Once the process reaches the chronic phase, the midfoot is typically stable and is unlikely to deform further. However, bone prominence is often present on the plantar aspect of the midfoot, which may lead to ulceration or infection. In this context, “chronic” implies clinically stable, with an absence of swelling and inflammation ( Fig. 10.1 ). In these chronic arthropathies, the apex of the deformity is somewhere on the plantar foot. The chronic designation does not always equate with anatomic stability, however, because in a subgroup of midfoot arthropathies, the midfoot is quite unstable yet is not warm to touch. The deformity in such instances is very difficult to treat because of the very unstable rocker-bottom deformity of the midfoot ( Fig. 10.2 ).
Occasionally, if the first metatarsal, cuneiform, or navicular dislocates medially, the forefoot abducts and the bone prominence is directly medial. This type of deformity is easier to treat with an ostectomy than those in which bone prominences are on the lateral or plantar midfoot. However, this ostectomy can only be performed when the midfoot is completely stable and quite rigid; otherwise, removing the bone will worsen the deformity. The lateral rocker-bottom deformity occurs when the navicular and cuneiforms dislocate dorsally (naviculocuneiform or talonavicular dislocation with fourth to fifth tarsometatarsal dislocation), leading to a shortening of the medial column and a laterally based prominent rocker-bottom deformity with the apex at the cuboid.
The rationale for operative treatment is to decrease the deformity, thereby minimizing the likelihood of complications, including infection and need for amputation, which otherwise may be imminent. Certainly, surgical reduction of acute dislocation makes sense, especially in patients with acute frank dislocation of the midfoot, who clearly will benefit from this more urgent operative treatment. By contrast, in patients with chronic but stable neuropathic deformity of the midfoot, use of appropriate shoes, orthoses, and braces can often restore adequate function, so the indication for surgery is more specific: deformity that cannot be controlled by nonsurgical means, associated with recurrent ulceration and infection. The key is to balance the surgical risks with the risk of ulceration for the patient with a persistent deformity ( Fig. 10.3 ).
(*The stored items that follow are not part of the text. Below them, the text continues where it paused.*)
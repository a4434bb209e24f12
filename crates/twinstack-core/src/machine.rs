//! Top-level machine: memory, CPU, bus table, interrupt line.
//!
//! The machine owns every component and is what a host constructs, loads a
//! ROM into, and clocks. Devices are attached to one of the sixteen bus
//! slots; device threads get a clone of the interrupt line to signal with.

use std::sync::Arc;

use crate::bus::{Bus, Device};
use crate::cpu::Cpu;
use crate::interrupt::InterruptLine;
use crate::memory::Mmu;
use crate::stack::Stack;
use crate::{Result, VmError, BUS_COUNT};

/// A complete twin-stack machine.
pub struct Machine {
    mmu: Mmu,
    cpu: Cpu,
    buses: [Option<Bus>; BUS_COUNT],
    irq: Arc<InterruptLine>,
}

impl Machine {
    /// Create a machine with zeroed memory, no devices, and PC 0.
    #[must_use]
    pub fn new() -> Self {
        let irq = Arc::new(InterruptLine::new());
        Self {
            mmu: Mmu::new(Arc::clone(&irq)),
            cpu: Cpu::new(),
            buses: std::array::from_fn(|_| None),
            irq,
        }
    }

    /// Copy a ROM image into memory starting at `addr`.
    ///
    /// # Errors
    ///
    /// [`VmError::MemoryLoadingOverflow`] if the image would run past the
    /// end of memory.
    pub fn load_rom(&mut self, addr: u16, image: &[u8]) -> Result<()> {
        self.mmu.load(addr, image)
    }

    /// Bind `device` to bus slot `id` (masked to 4 bits), replacing any
    /// previous occupant.
    pub fn attach_device<D: Device + 'static>(&mut self, id: u8, device: D) {
        let id = id & 0x0F;
        self.buses[usize::from(id)] = Some(Bus::new(id, Box::new(device)));
    }

    /// The bus registered at slot `id`, if any.
    #[must_use]
    pub fn bus(&self, id: u8) -> Option<&Bus> {
        self.buses[usize::from(id & 0x0F)].as_ref()
    }

    /// Zero the PC, empty both stacks, clear memory, and drop any pending
    /// interrupt. Attached devices stay attached.
    pub fn reset(&mut self) {
        self.cpu.reset();
        self.mmu.clear();
        self.irq.reset();
    }

    /// Current program counter.
    #[must_use]
    pub fn pc(&self) -> u16 {
        self.cpu.pc
    }

    /// Point the program counter at `addr` (the host's entry point).
    pub fn set_pc(&mut self, addr: u16) {
        self.cpu.pc = addr;
    }

    /// Execute one tick, surfacing the per-tick result.
    ///
    /// # Errors
    ///
    /// Whatever the tick faulted with; [`VmError::PcBreak`] is the normal
    /// halt signal.
    pub fn step(&mut self) -> Result<()> {
        self.cpu.tick(&mut self.mmu, &mut self.buses, &self.irq)
    }

    /// Execute up to `ticks` instructions, swallowing per-tick faults.
    ///
    /// A fault halts execution logically (the PC is forced to 0 and the
    /// loop stops) but never reaches the host. `PcBreak` logs at debug
    /// level (it is how programs end); anything else logs at warn.
    pub fn run(&mut self, ticks: usize) {
        for _ in 0..ticks {
            match self.step() {
                Ok(()) => {}
                Err(VmError::PcBreak) => {
                    log::debug!("halted: program counter reached zero");
                    break;
                }
                Err(err) => {
                    log::warn!("tick fault near 0x{:04X}: {err}", self.cpu.pc);
                    self.cpu.pc = 0;
                    break;
                }
            }
        }
    }

    /// Clone of the interrupt line for device threads.
    #[must_use]
    pub fn interrupt_line(&self) -> Arc<InterruptLine> {
        Arc::clone(&self.irq)
    }

    /// Read access to memory.
    #[must_use]
    pub fn memory(&self) -> &Mmu {
        &self.mmu
    }

    /// Write access to memory (hosts poking state between ticks).
    pub fn memory_mut(&mut self) -> &mut Mmu {
        &mut self.mmu
    }

    /// The CPU's parameter stack.
    #[must_use]
    pub fn param_stack(&self) -> &Stack {
        self.cpu.param_stack()
    }

    /// The CPU's return stack.
    #[must_use]
    pub fn return_stack(&self) -> &Stack {
        self.cpu.return_stack()
    }
}

impl Default for Machine {
    fn default() -> Self {
        Self::new()
    }
}

#[cfg(test)]
mod tests {
    use super::*;
    use crate::cells;
    use crate::opcode::Opcode;

    #[test]
    fn test_run_stops_at_brk() {
        let mut machine = Machine::new();
        machine
            .load_rom(
                0x0100,
                &[Opcode::Lit.byte(), 0x07, Opcode::Brk.byte(), Opcode::Nop.byte()],
            )
            .unwrap();
        machine.set_pc(0x0100);
        machine.run(100);
        assert_eq!(machine.pc(), 0);
        assert_eq!(machine.param_stack().as_bytes(), &[0x07]);
    }

    #[test]
    fn test_run_swallows_faults() {
        let mut machine = Machine::new();
        // An immediate underflow: ADD on an empty stack.
        machine.load_rom(0x0100, &[Opcode::Add.byte()]).unwrap();
        machine.set_pc(0x0100);
        machine.run(100);
        assert_eq!(machine.pc(), 0);
    }

    #[test]
    fn test_step_surfaces_faults() {
        let mut machine = Machine::new();
        machine.load_rom(0x0100, &[Opcode::Pop.byte()]).unwrap();
        machine.set_pc(0x0100);
        assert!(machine.step().is_err());
    }

    #[test]
    fn test_reset() {
        let mut machine = Machine::new();
        machine.load_rom(0x0100, &[Opcode::Lit.byte(), 0x01]).unwrap();
        machine.set_pc(0x0100);
        machine.run(1);
        machine.memory_mut().write(cells::INTERRUPT_ENABLE, 1);

        machine.reset();
        assert_eq!(machine.pc(), 0);
        assert_eq!(machine.param_stack().depth(), 0);
        assert_eq!(machine.return_stack().depth(), 0);
        assert_eq!(machine.memory().read(0x0100), 0);
        assert_eq!(machine.memory().read(cells::INTERRUPT_ENABLE), 0);
    }

    #[test]
    fn test_attach_device_masks_id() {
        let mut machine = Machine::new();
        machine.attach_device(0x1A, |_: &mut [u8; 16], _: &mut Mmu, _: u8, _: crate::PortAccess| {});
        assert!(machine.bus(0x0A).is_some());
        assert_eq!(machine.bus(0x0A).unwrap().id(), 0x0A);
    }

    #[test]
    fn test_load_rom_overflow() {
        let mut machine = Machine::new();
        let image = vec![0u8; 0x200];
        assert_eq!(
            machine.load_rom(0xFF00, &image),
            Err(VmError::MemoryLoadingOverflow {
                addr: 0xFF00,
                size: 0x200
            })
        );
    }
}
//! Execution core of the twinstack virtual machine.
//!
//! Twinstack is a small stack-based 8/16-bit computer: a compact bytecode
//! executed against two 256-byte stacks, a flat 64 KiB memory, and up to
//! sixteen memory-mapped device buses. This crate is the execution engine
//! only: the opcode set, the twin-stack discipline with its three modifier
//! flags (swap/copy/short), the memory subsystem, the bus interaction
//! model, and interrupt delivery. Concrete devices (console, display,
//! audio, input, file), the assembler, and the host event loop live
//! elsewhere and talk to the core through the contracts defined here.
//!
//! # Architecture
//!
//! ```text
//! ┌──────────────────────────────────────────────────────┐
//! │                       Machine                        │
//! │  ┌────────────┐  ┌──────────────────────────────┐    │
//! │  │    Mmu     │  │     buses[16]                │    │
//! │  │   64 KiB   │  │  ports ×16 ──► Device        │    │
//! │  └────────────┘  └──────────────────────────────┘    │
//! │        ▲                   ▲                         │
//! │        │                   │            InterruptLine│
//! │   ┌────┴───────────────────┴────┐      (Arc, shared  │
//! │   │   Cpu: PC + twin stacks     │◄──── with devices) │
//! │   └─────────────────────────────┘                    │
//! └──────────────────────────────────────────────────────┘
//! ```
//!
//! The machine owns everything; the CPU receives memory, the bus table,
//! and the interrupt line as borrowed handles each tick.
//!
//! # Example
//!
//! ```
//! use twinstack_core::{Machine, Opcode};
//!
//! let mut machine = Machine::new();
//!
//! // 3 + 5, then halt.
//! let rom = [
//!     Opcode::Lit.byte(), 0x03,
//!     Opcode::Lit.byte(), 0x05,
//!     Opcode::Add.byte(),
//!     Opcode::Brk.byte(),
//! ];
//! machine.load_rom(0x0100, &rom).unwrap();
//! machine.set_pc(0x0100);
//! machine.run(16);
//!
//! assert_eq!(machine.param_stack().as_bytes(), &[0x08]);
//! assert_eq!(machine.pc(), 0);
//! ```

#![warn(missing_docs)]

mod bus;
mod cpu;
mod interrupt;
mod machine;
mod memory;
mod opcode;
mod stack;

pub use bus::{Bus, Device, PortAccess, PORT_COUNT};
pub use cpu::Cpu;
pub use interrupt::InterruptLine;
pub use machine::Machine;
pub use memory::{Mmu, MEM_SIZE};
pub use opcode::{Modifiers, Opcode, OPCODE_MASK};
pub use stack::{Stack, StackId, STACK_SIZE};

/// Number of bus slots in a machine.
pub const BUS_COUNT: usize = 16;

/// Well-known memory-mapped cells.
pub mod cells {
    /// Interrupt master enable: 1 permits devices to raise an interrupt.
    pub const INTERRUPT_ENABLE: u16 = 0x00B0;
}

/// Conventional device-id assignments. The core does not enforce these;
/// only the low 4 bits of an id index the bus table.
pub mod device_id {
    /// System control device.
    pub const SYSTEM: u8 = 0x0;
    /// Console (character I/O).
    pub const CONSOLE: u8 = 0x1;
    /// Display (framebuffer).
    pub const DISPLAY: u8 = 0x2;
    /// Audio mixer.
    pub const AUDIO: u8 = 0x3;
    /// First controller.
    pub const CONTROLLER_1: u8 = 0x4;
    /// Second controller.
    pub const CONTROLLER_2: u8 = 0x5;
    /// Mouse.
    pub const MOUSE: u8 = 0x6;
    /// File device.
    pub const FILE: u8 = 0xA;
}

/// Geometry the display device renders at.
pub mod display {
    /// Framebuffer width in pixels.
    pub const WIDTH: u16 = 640;
    /// Framebuffer height in pixels.
    pub const HEIGHT: u16 = 480;
}

/// Core error kinds.
#[derive(Debug, Clone, Copy, PartialEq, Eq, thiserror::Error)]
pub enum VmError {
    /// A push would exceed the stack's 256 bytes.
    #[error("{0} stack overflow")]
    StackOverflow(StackId),

    /// A pop or peek would read below the bottom of the stack.
    #[error("{0} stack underflow")]
    StackUnderflow(StackId),

    /// The program counter reached 0 at fetch; the normal halt signal.
    #[error("program counter reached zero")]
    PcBreak,

    /// One of the two reserved opcode slots was fetched.
    #[error("invalid opcode 0x{0:02X} at 0x{1:04X}")]
    InvalidOpcode(u8, u16),

    /// An interrupt is pending on a bus with no registered device.
    #[error("interrupt pending on unregistered bus {0}")]
    InvalidInterrupt(u8),

    /// A ROM image would run past the end of the 64 KiB memory.
    #[error("ROM image of {size} bytes does not fit at 0x{addr:04X}")]
    MemoryLoadingOverflow {
        /// Requested load address.
        addr: u16,
        /// Image size in bytes.
        size: usize,
    },

    /// DIV popped a zero divisor.
    #[error("division by zero at 0x{0:04X}")]
    DivisionByZero(u16),
}

/// Result type for core operations.
pub type Result<T> = std::result::Result<T, VmError>;

#[cfg(test)]
mod tests {
    use super::*;

    #[test]
    fn test_lit_add_smoke() {
        let mut machine = Machine::new();
        let rom = [
            Opcode::Lit.byte(),
            0x03,
            Opcode::Lit.byte(),
            0x05,
            Opcode::Add.byte(),
            Opcode::Brk.byte(),
        ];
        machine.load_rom(0x0100, &rom).unwrap();
        machine.set_pc(0x0100);
        machine.run(16);

        assert_eq!(machine.param_stack().as_bytes(), &[0x08]);
        assert_eq!(machine.pc(), 0);
    }

    #[test]
    fn test_error_display() {
        assert_eq!(
            VmError::StackOverflow(StackId::Return).to_string(),
            "return stack overflow"
        );
        assert_eq!(
            VmError::InvalidOpcode(0x1F, 0x0200).to_string(),
            "invalid opcode 0x1F at 0x0200"
        );
    }
}
//! Phone number normalization
//!
//! Recipients are deduplicated on their digits-only form, and numbers are
//! handed to the gateway with a country code prefix.

/// Strip everything except ASCII digits
pub fn digits_only(raw: &str) -> String {
    raw.chars().filter(|c| c.is_ascii_digit()).collect()
}

/// Normalize a phone number to digits with a country code prefix.
///
/// A number is assumed to already carry `country_code` only when it starts
/// with it and is longer than `national_max_len`; otherwise the code is
/// prepended. Returns `None` when the input has no digits at all.
pub fn normalize(raw: &str, country_code: &str, national_max_len: usize) -> Option<String> {
    let digits = digits_only(raw);
    if digits.is_empty() {
        return None;
    }

    if digits.starts_with(country_code) && digits.len() > national_max_len {
        Some(digits)
    } else {
        Some(format!("{}{}", country_code, digits))
    }
}
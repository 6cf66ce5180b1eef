//! Parley API - HTTP surface
//!
//! This crate provides the axum router for gateway webhooks, the campaign
//! control surface, session provisioning and health checks.

pub mod handlers;
pub mod routes;
pub mod state;

pub use routes::create_router;
pub use state::AppState;
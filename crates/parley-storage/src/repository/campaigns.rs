//! Campaign repository

use crate::db::{db_err, DatabasePool};
use crate::models::{Campaign, CampaignCounters, CampaignStatus, ItemStatus, TargetingRule};
use crate::repository::campaign_items::NewCampaignItem;
use async_trait::async_trait;
use chrono::{DateTime, Utc};
use parley_common::types::{CampaignId, SessionId, TenantScope};
use parley_common::{Error, Result};
use sqlx::{Postgres, QueryBuilder};
use uuid::Uuid;

/// Rows per multi-row INSERT when populating items
const INSERT_CHUNK: usize = 1000;

/// Campaign repository trait
#[async_trait]
pub trait CampaignRepository: Send + Sync {
    async fn create(&self, scope: TenantScope, input: CreateCampaign) -> Result<Campaign>;
    async fn get(&self, scope: TenantScope, id: CampaignId) -> Result<Option<Campaign>>;
    /// Fresh read of the stored status only
    async fn status(&self, scope: TenantScope, id: CampaignId) -> Result<Option<CampaignStatus>>;
    async fn list_due_scheduled(
        &self,
        scope: TenantScope,
        now: DateTime<Utc>,
    ) -> Result<Vec<Campaign>>;
    /// RUNNING campaigns that still have PENDING items
    async fn list_running_with_pending(&self, scope: TenantScope) -> Result<Vec<CampaignId>>;
    /// Insert items and move DRAFT/SCHEDULED to RUNNING in one transaction.
    ///
    /// Returns `None` without writing anything when the campaign is no
    /// longer DRAFT or SCHEDULED by the time its row lock is held.
    async fn populate_and_start(
        &self,
        scope: TenantScope,
        id: CampaignId,
        items: Vec<NewCampaignItem>,
    ) -> Result<Option<Campaign>>;
    /// Conditional status change; `None` when the current status is not in `from`
    async fn transition(
        &self,
        scope: TenantScope,
        id: CampaignId,
        from: &[CampaignStatus],
        to: CampaignStatus,
    ) -> Result<Option<Campaign>>;
    async fn schedule(
        &self,
        scope: TenantScope,
        id: CampaignId,
        at: DateTime<Utc>,
    ) -> Result<Option<Campaign>>;
    /// RUNNING to COMPLETED, only when no PENDING or QUEUED items remain
    async fn complete_if_drained(&self, scope: TenantScope, id: CampaignId) -> Result<bool>;
    /// Re-aggregate counters from the campaign's items
    async fn aggregate_counters(
        &self,
        scope: TenantScope,
        id: CampaignId,
    ) -> Result<CampaignCounters>;
    async fn overwrite_counters(
        &self,
        scope: TenantScope,
        id: CampaignId,
        counters: &CampaignCounters,
    ) -> Result<()>;
    async fn soft_delete(&self, scope: TenantScope, id: CampaignId) -> Result<bool>;
}

/// Create campaign input
#[derive(Debug, Clone)]
pub struct CreateCampaign {
    pub session_id: SessionId,
    pub name: String,
    pub message: String,
    pub media_url: Option<String>,
    pub media_type: Option<String>,
    pub target: TargetingRule,
    pub created_by: Option<Uuid>,
}

pub(crate) fn clamp_count(n: i64) -> i32 {
    i32::try_from(n).unwrap_or(i32::MAX)
}

/// Database campaign repository
pub struct DbCampaignRepository {
    pool: DatabasePool,
}

impl DbCampaignRepository {
    pub fn new(pool: DatabasePool) -> Self {
        Self { pool }
    }
}

#[async_trait]
impl CampaignRepository for DbCampaignRepository {
    async fn create(&self, scope: TenantScope, input: CreateCampaign) -> Result<Campaign> {
        let target = serde_json::to_value(&input.target)
            .map_err(|e| Error::Validation(format!("Invalid targeting rule: {}", e)))?;

        sqlx::query_as::<_, Campaign>(
            r#"
            INSERT INTO campaigns (
                id, tenant_id, session_id, name, message, media_url, media_type, target,
                status, created_by, created_at, updated_at
            )
            VALUES ($1, $2, $3, $4, $5, $6, $7, $8, 'draft', $9, NOW(), NOW())
            RETURNING *
            "#,
        )
        .bind(Uuid::now_v7())
        .bind(scope.tenant_id)
        .bind(input.session_id)
        .bind(&input.name)
        .bind(&input.message)
        .bind(&input.media_url)
        .bind(&input.media_type)
        .bind(target)
        .bind(input.created_by)
        .fetch_one(self.pool.pool())
        .await
        .map_err(db_err)
    }

    async fn get(&self, scope: TenantScope, id: CampaignId) -> Result<Option<Campaign>> {
        sqlx::query_as::<_, Campaign>(
            r#"
            SELECT * FROM campaigns
            WHERE id = $1 AND tenant_id = $2 AND deleted_at IS NULL
            "#,
        )
        .bind(id)
        .bind(scope.tenant_id)
        .fetch_optional(self.pool.pool())
        .await
        .map_err(db_err)
    }

    async fn status(&self, scope: TenantScope, id: CampaignId) -> Result<Option<CampaignStatus>> {
        let status = sqlx::query_scalar::<_, String>(
            r#"
            SELECT status FROM campaigns
            WHERE id = $1 AND tenant_id = $2 AND deleted_at IS NULL
            "#,
        )
        .bind(id)
        .bind(scope.tenant_id)
        .fetch_optional(self.pool.pool())
        .await
        .map_err(db_err)?;

        status
            .map(|s| s.parse().map_err(Error::Database))
            .transpose()
    }

    async fn list_due_scheduled(
        &self,
        scope: TenantScope,
        now: DateTime<Utc>,
    ) -> Result<Vec<Campaign>> {
        sqlx::query_as::<_, Campaign>(
            r#"
            SELECT * FROM campaigns
            WHERE tenant_id = $1
              AND status = 'scheduled'
              AND scheduled_at <= $2
              AND deleted_at IS NULL
            ORDER BY scheduled_at ASC
            "#,
        )
        .bind(scope.tenant_id)
        .bind(now)
        .fetch_all(self.pool.pool())
        .await
        .map_err(db_err)
    }

    async fn list_running_with_pending(&self, scope: TenantScope) -> Result<Vec<CampaignId>> {
        sqlx::query_scalar::<_, CampaignId>(
            r#"
            SELECT c.id FROM campaigns c
            WHERE c.tenant_id = $1
              AND c.status = 'running'
              AND c.deleted_at IS NULL
              AND EXISTS (
                  SELECT 1 FROM campaign_items i
                  WHERE i.campaign_id = c.id AND i.status = 'pending'
              )
            ORDER BY c.started_at ASC
            "#,
        )
        .bind(scope.tenant_id)
        .fetch_all(self.pool.pool())
        .await
        .map_err(db_err)
    }

    async fn populate_and_start(
        &self,
        scope: TenantScope,
        id: CampaignId,
        items: Vec<NewCampaignItem>,
    ) -> Result<Option<Campaign>> {
        let mut tx = self.pool.pool().begin().await.map_err(db_err)?;

        let status = sqlx::query_scalar::<_, String>(
            r#"
            SELECT status FROM campaigns
            WHERE id = $1 AND tenant_id = $2 AND deleted_at IS NULL
            FOR UPDATE
            "#,
        )
        .bind(id)
        .bind(scope.tenant_id)
        .fetch_optional(&mut *tx)
        .await
        .map_err(db_err)?;

        let populatable = [CampaignStatus::Draft.as_str(), CampaignStatus::Scheduled.as_str()];
        if !status.as_deref().is_some_and(|s| populatable.contains(&s)) {
            return Ok(None);
        }

        let mut inserted: u64 = 0;
        for chunk in items.chunks(INSERT_CHUNK) {
            let mut builder: QueryBuilder<Postgres> = QueryBuilder::new(
                "INSERT INTO campaign_items (id, tenant_id, campaign_id, contact_id, \
                 recipient_name, recipient_phone, substitutions, status, created_at, updated_at) ",
            );
            builder.push_values(chunk, |mut row, item| {
                row.push_bind(Uuid::now_v7())
                    .push_bind(scope.tenant_id)
                    .push_bind(id)
                    .push_bind(item.contact_id)
                    .push_bind(&item.recipient_name)
                    .push_bind(&item.recipient_phone)
                    .push_bind(&item.substitutions)
                    .push_bind(ItemStatus::Pending.as_str())
                    .push("NOW()")
                    .push("NOW()");
            });
            builder.push(" ON CONFLICT (campaign_id, recipient_phone) DO NOTHING");

            inserted += builder
                .build()
                .execute(&mut *tx)
                .await
                .map_err(db_err)?
                .rows_affected();
        }

        let campaign = sqlx::query_as::<_, Campaign>(
            r#"
            UPDATE campaigns SET
                status = 'running',
                total_recipients = $3,
                started_at = COALESCE(started_at, NOW()),
                completed_at = NULL,
                updated_at = NOW()
            WHERE id = $1 AND tenant_id = $2
            RETURNING *
            "#,
        )
        .bind(id)
        .bind(scope.tenant_id)
        .bind(clamp_count(inserted as i64))
        .fetch_one(&mut *tx)
        .await
        .map_err(db_err)?;

        tx.commit().await.map_err(db_err)?;
        Ok(Some(campaign))
    }

    async fn transition(
        &self,
        scope: TenantScope,
        id: CampaignId,
        from: &[CampaignStatus],
        to: CampaignStatus,
    ) -> Result<Option<Campaign>> {
        let from: Vec<String> = from.iter().map(|s| s.to_string()).collect();

        sqlx::query_as::<_, Campaign>(
            r#"
            UPDATE campaigns SET
                status = $3,
                started_at = CASE WHEN $3 = 'running' THEN COALESCE(started_at, NOW()) ELSE started_at END,
                completed_at = CASE
                    WHEN $3 = 'running' THEN NULL
                    WHEN $3 IN ('completed', 'cancelled', 'failed') THEN NOW()
                    ELSE completed_at
                END,
                updated_at = NOW()
            WHERE id = $1 AND tenant_id = $2 AND deleted_at IS NULL AND status = ANY($4)
            RETURNING *
            "#,
        )
        .bind(id)
        .bind(scope.tenant_id)
        .bind(to.as_str())
        .bind(&from)
        .fetch_optional(self.pool.pool())
        .await
        .map_err(db_err)
    }

    async fn schedule(
        &self,
        scope: TenantScope,
        id: CampaignId,
        at: DateTime<Utc>,
    ) -> Result<Option<Campaign>> {
        sqlx::query_as::<_, Campaign>(
            r#"
            UPDATE campaigns SET
                status = 'scheduled',
                scheduled_at = $3,
                updated_at = NOW()
            WHERE id = $1 AND tenant_id = $2 AND deleted_at IS NULL AND status = 'draft'
            RETURNING *
            "#,
        )
        .bind(id)
        .bind(scope.tenant_id)
        .bind(at)
        .fetch_optional(self.pool.pool())
        .await
        .map_err(db_err)
    }

    async fn complete_if_drained(&self, scope: TenantScope, id: CampaignId) -> Result<bool> {
        let result = sqlx::query(
            r#"
            UPDATE campaigns SET
                status = 'completed',
                completed_at = NOW(),
                updated_at = NOW()
            WHERE id = $1 AND tenant_id = $2 AND status = 'running'
              AND NOT EXISTS (
                  SELECT 1 FROM campaign_items
                  WHERE campaign_id = $1 AND status IN ('pending', 'queued')
              )
            "#,
        )
        .bind(id)
        .bind(scope.tenant_id)
        .execute(self.pool.pool())
        .await
        .map_err(db_err)?;

        Ok(result.rows_affected() > 0)
    }

    async fn aggregate_counters(
        &self,
        scope: TenantScope,
        id: CampaignId,
    ) -> Result<CampaignCounters> {
        let (total, sent, delivered, read, failed) =
            sqlx::query_as::<_, (i64, i64, i64, i64, i64)>(
                r#"
                SELECT
                    COUNT(*),
                    COUNT(*) FILTER (WHERE status IN ('sent', 'delivered', 'read')),
                    COUNT(*) FILTER (WHERE delivered_at IS NOT NULL),
                    COUNT(*) FILTER (WHERE read_at IS NOT NULL),
                    COUNT(*) FILTER (WHERE status = 'failed')
                FROM campaign_items
                WHERE campaign_id = $1 AND tenant_id = $2
                "#,
            )
            .bind(id)
            .bind(scope.tenant_id)
            .fetch_one(self.pool.pool())
            .await
            .map_err(db_err)?;

        Ok(CampaignCounters {
            total_recipients: clamp_count(total),
            sent: clamp_count(sent),
            delivered: clamp_count(delivered),
            read: clamp_count(read),
            failed: clamp_count(failed),
        })
    }

    async fn overwrite_counters(
        &self,
        scope: TenantScope,
        id: CampaignId,
        counters: &CampaignCounters,
    ) -> Result<()> {
        sqlx::query(
            r#"
            UPDATE campaigns SET
                total_recipients = $3,
                sent_count = $4,
                delivered_count = $5,
                read_count = $6,
                failed_count = $7,
                updated_at = NOW()
            WHERE id = $1 AND tenant_id = $2
            "#,
        )
        .bind(id)
        .bind(scope.tenant_id)
        .bind(counters.total_recipients)
        .bind(counters.sent)
        .bind(counters.delivered)
        .bind(counters.read)
        .bind(counters.failed)
        .execute(self.pool.pool())
        .await
        .map_err(db_err)?;
        Ok(())
    }

    async fn soft_delete(&self, scope: TenantScope, id: CampaignId) -> Result<bool> {
        let result = sqlx::query(
            r#"
            UPDATE campaigns SET deleted_at = NOW(), updated_at = NOW()
            WHERE id = $1 AND tenant_id = $2 AND deleted_at IS NULL AND status <> 'running'
            "#,
        )
        .bind(id)
        .bind(scope.tenant_id)
        .execute(self.pool.pool())
        .await
        .map_err(db_err)?;
        Ok(result.rows_affected() > 0)
    }
}
//! Human-paced send delays

use rand::Rng;
use std::ops::RangeInclusive;
use std::time::Duration;

/// Delay window in milliseconds for a message of `chars` characters
pub fn delay_window(chars: usize) -> RangeInclusive<u64> {
    match chars {
        0..=99 => 2_000..=4_000,
        100..=299 => 5_000..=8_000,
        _ => 10_000..=15_000,
    }
}

/// Sleeps a randomized, length-dependent interval before each send
#[derive(Debug, Clone, Copy)]
pub struct Pacer {
    enabled: bool,
}

impl Pacer {
    pub fn new(enabled: bool) -> Self {
        Self { enabled }
    }

    pub fn delay_for(&self, text: &str) -> Duration {
        if !self.enabled {
            return Duration::ZERO;
        }
        let window = delay_window(text.chars().count());
        Duration::from_millis(rand::thread_rng().gen_range(window))
    }

    /// Sleep before sending `text`; only blocks the calling task
    pub async fn wait(&self, text: &str) {
        let delay = self.delay_for(text);
        if !delay.is_zero() {
            tokio::time::sleep(delay).await;
        }
    }
}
Patients can experience pain from the deformity, and although neuropathy may be thought of as being complete and not associated with any sensation, some patients experience deep, aching discomfort. Accordingly, it is appropriate to indicate surgical reconstruction in such cases. Chronic deformity, recurrent ulceration, pain, and an unbraceable deformity are reasonable indications for reconstruction, but only if treatment-approach orthotics and prosthetics have failed to produce improvement or are unrealistic to begin with ( Figs. 10.4 and 10.5 ). There remains a gray zone in which the decision for performing reconstruction is more difficult, if not controversial. The experienced clinician, however, gains a “feel” for the foot that helps guide decisions about the type of treatment needed. Patient factors including compliance, weight, extent of neuropathy, perfusion, skin condition, family support, opposite limb function, mobility of the ankle, and travel distance required for foot care all need to be considered in planning surgery for either the acute or the chronic stage of neuroarthropathy. The importance of these factors must not be underestimated. No matter how skillful the surgeon, the surgery will be useless if the patient lacks the means to comply with the restrictions on weight bearing and personal care requirements during rehabilitation.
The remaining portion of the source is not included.